If case you missed it last week, a recent Capitol Broadcasting Company editorial on WRAL.com offers a simple, commonsense take on the “labor shortage” that’s suddenly afflicting the North Carolina economy.

After noting the fact the North Carolinians have been flooding back to work in droves as the pandemic has blessedly eased, the essay puts it this way:

There are some looking to perpetuate a myth that there are people who aren’t working or looking for jobs but simply continuing to accept government benefits (“paying people not to work” is how these mythmakers like to phrase it).

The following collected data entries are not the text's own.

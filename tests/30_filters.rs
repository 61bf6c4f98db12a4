use anyhow::Result;
use serde_json::json;
use social_saver::database::models::{GroupSearch, MemberSearch};
use social_saver::filter::{FilterError, FilterField, FilterOp, FilterTable, FilterWhere};

const TABLE: FilterTable = &[
    FilterField::new("title", "title", FilterOp::EqIgnoreCase),
    FilterField::new("group_id", "group_id", FilterOp::Eq),
];

#[test]
fn no_filters_means_no_where() -> Result<()> {
    let clause = FilterWhere::generate_for(&GroupSearch::default())?;
    assert!(clause.is_empty());
    assert_eq!(clause.to_sql(), "");

    let clause = FilterWhere::generate_for(&MemberSearch::default())?;
    assert_eq!(clause.to_sql(), "");
    Ok(())
}

#[test]
fn string_filters_are_lower_cased() -> Result<()> {
    let search = GroupSearch {
        title: Some("Beach TRIP".to_string()),
        title_like: Some("Trip".to_string()),
    };

    let clause = FilterWhere::generate_for(&search)?;
    assert_eq!(
        clause.to_sql(),
        " WHERE lower(title) = $1 AND lower(title) LIKE $2"
    );
    assert_eq!(clause.params, vec![json!("beach trip"), json!("%trip%")]);
    Ok(())
}

#[test]
fn numbering_follows_present_filters_only() -> Result<()> {
    let search = MemberSearch {
        username: None,
        group_id: Some(5),
    };

    let clause = FilterWhere::generate_for(&search)?;
    assert_eq!(clause.predicates, vec!["group_id = $1".to_string()]);
    assert_eq!(clause.params, vec![json!(5)]);
    Ok(())
}

#[test]
fn generic_table_rejects_unknown_names() {
    let result = FilterWhere::generate(&[("email", json!("x"))], TABLE);
    assert!(matches!(result, Err(FilterError::UnknownFilter(name)) if name == "email"));
}

#[test]
fn case_folding_filter_requires_string() {
    let result = FilterWhere::generate(&[("title", json!(7))], TABLE);
    assert!(matches!(result, Err(FilterError::InvalidOperatorData(_))));
}
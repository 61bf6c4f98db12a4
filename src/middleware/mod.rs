pub mod auth;
pub mod response;

pub use auth::{authenticate, ensure_group_admin, ensure_logged_in, ensure_site_admin, GroupPath};
pub use response::{ApiResponse, ApiResult};
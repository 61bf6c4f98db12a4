use serde_json::Value;

/// Comparison a filter name is bound to. Fixed per field, never chosen by
/// the caller.
#[derive(Debug, Clone, Copy, PartialEq, Eq)]
pub enum FilterOp {
    /// `column = $N`
    Eq,
    /// `lower(column) = $N`, value lower-cased
    EqIgnoreCase,
    /// `lower(column) LIKE $N`, value lower-cased and wrapped in `%`
    ContainsIgnoreCase,
}

#[derive(Debug, Clone, Copy)]
pub struct FilterField {
    pub name: &'static str,
    pub column: &'static str,
    pub op: FilterOp,
}

impl FilterField {
    pub const fn new(name: &'static str, column: &'static str, op: FilterOp) -> Self {
        Self { name, column, op }
    }
}

/// Static filter configuration for one entity.
pub type FilterTable = &'static [FilterField];

/// A typed sparse filter record for one entity.
pub trait FilterParams {
    const FIELDS: FilterTable;

    /// Present filters only, in declaration order.
    fn filters(&self) -> Vec<(&'static str, Value)>;
}

/// Predicates to be AND-ed together plus their parameters, in order.
#[derive(Debug, Clone, Default, PartialEq)]
pub struct WhereClause {
    pub predicates: Vec<String>,
    pub params: Vec<Value>,
}

impl WhereClause {
    pub fn is_empty(&self) -> bool {
        self.predicates.is_empty()
    }

    /// ` WHERE a AND b`, or an empty string when there is nothing to filter on.
    pub fn to_sql(&self) -> String {
        if self.predicates.is_empty() {
            String::new()
        } else {
            format!(" WHERE {}", self.predicates.join(" AND "))
        }
    }
}
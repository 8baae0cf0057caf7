//! Runtime fault taxonomy.
//!
//! The UM core has exactly one storage backend (the in-process
//! [`crate::segment::SegmentStore`]), so faults are a single flat enum
//! rather than split by a generic storage-error parameter. Every variant
//! here is a fatal, unrecoverable condition: the engine never retries or
//! recovers, it converts a `Fault` straight into a process exit.

use thiserror::Error;

/// A fatal runtime condition. Every variant terminates the process with a
/// non-zero exit status once it reaches the top level.
#[derive(Debug, Error)]
pub enum Fault {
    /// The 4-bit opcode field did not name one of the fourteen operations.
    #[error("invalid instruction: {0}")]
    Decode(#[from] um_asm::DecodeError),

    /// Division by zero in the `Divide` instruction.
    #[error("division by zero")]
    DivideByZero,

    /// `load`, `store`, or `unmap` named a segment identifier that is not
    /// currently live.
    #[error("segment {0} is not mapped")]
    UnknownSegment(u32),

    /// `load` or `store` named an offset at or beyond the segment's length.
    #[error("offset {offset} is out of range for segment {id} (length {length})")]
    OffsetOutOfRange {
        /// The segment identifier.
        id: u32,
        /// The offset that was requested.
        offset: u32,
        /// The segment's length, in words.
        length: u32,
    },

    /// `unmap` named segment `0`, which is never a legal unmap target.
    #[error("segment 0 cannot be unmapped")]
    UnmapZero,

    /// `output`'s `R[C]` held a value outside `0..=255`.
    #[error("output value {0:#010x} is not a single byte")]
    OutputOutOfRange(u32),

    /// The program binary's size was not a positive multiple of 4 bytes.
    #[error("program file size must be a positive multiple of 4 bytes, got {0}")]
    MisalignedProgram(u64),

    /// Reading the program file or a standard stream failed.
    #[error("I/O error: {0}")]
    Io(#[from] std::io::Error),
}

Former Gov. Pat McCrory, now a GOP candidate for the U.S. Senate, bragged in a recent interview about slashing the state’s unemployment benefits back in 2013 to among the lowest in the nation. He perpetuated the myth that lowering benefits drives people to work saying some employers tell him “they cannot fill jobs now because when you pay people more not to work, guess what they’ll do? Most of them won’t work.”

The facts just don’t bear it out. North Carolinians want to be on the job.

After then discussing a scheme concocted at the General Assembly to pay workers $1,500 to get a job, it notes that:

The increase in federal unemployment benefits have shed a bright light – and North Carolina workers spot it – that some employers simply aren’t paying them a living wage. Some families have found they are better off with a single breadwinner instead of two. It is not about living off of unemployment payment benefits. It is the realization that it does not make economic sense to take a job that costs a family more money than it brings in.

State policymakers – from Gov. Roy Cooper to leaders of the General Assembly and rank-and-file legislators – shouldn’t shy away from looking to be creative in rebuilding the state’s work force.

But they also need to disabuse themselves of the notion that the problem is the workers. North Carolinians are not lazy, they are not shirkers and they are not the problem.

In other words, as this morning’s Florida Phoenix reported in a story about restaurant workers, people want to work, but they also want and deserve a living wage. State leaders should make the state minimum wage one that provides it.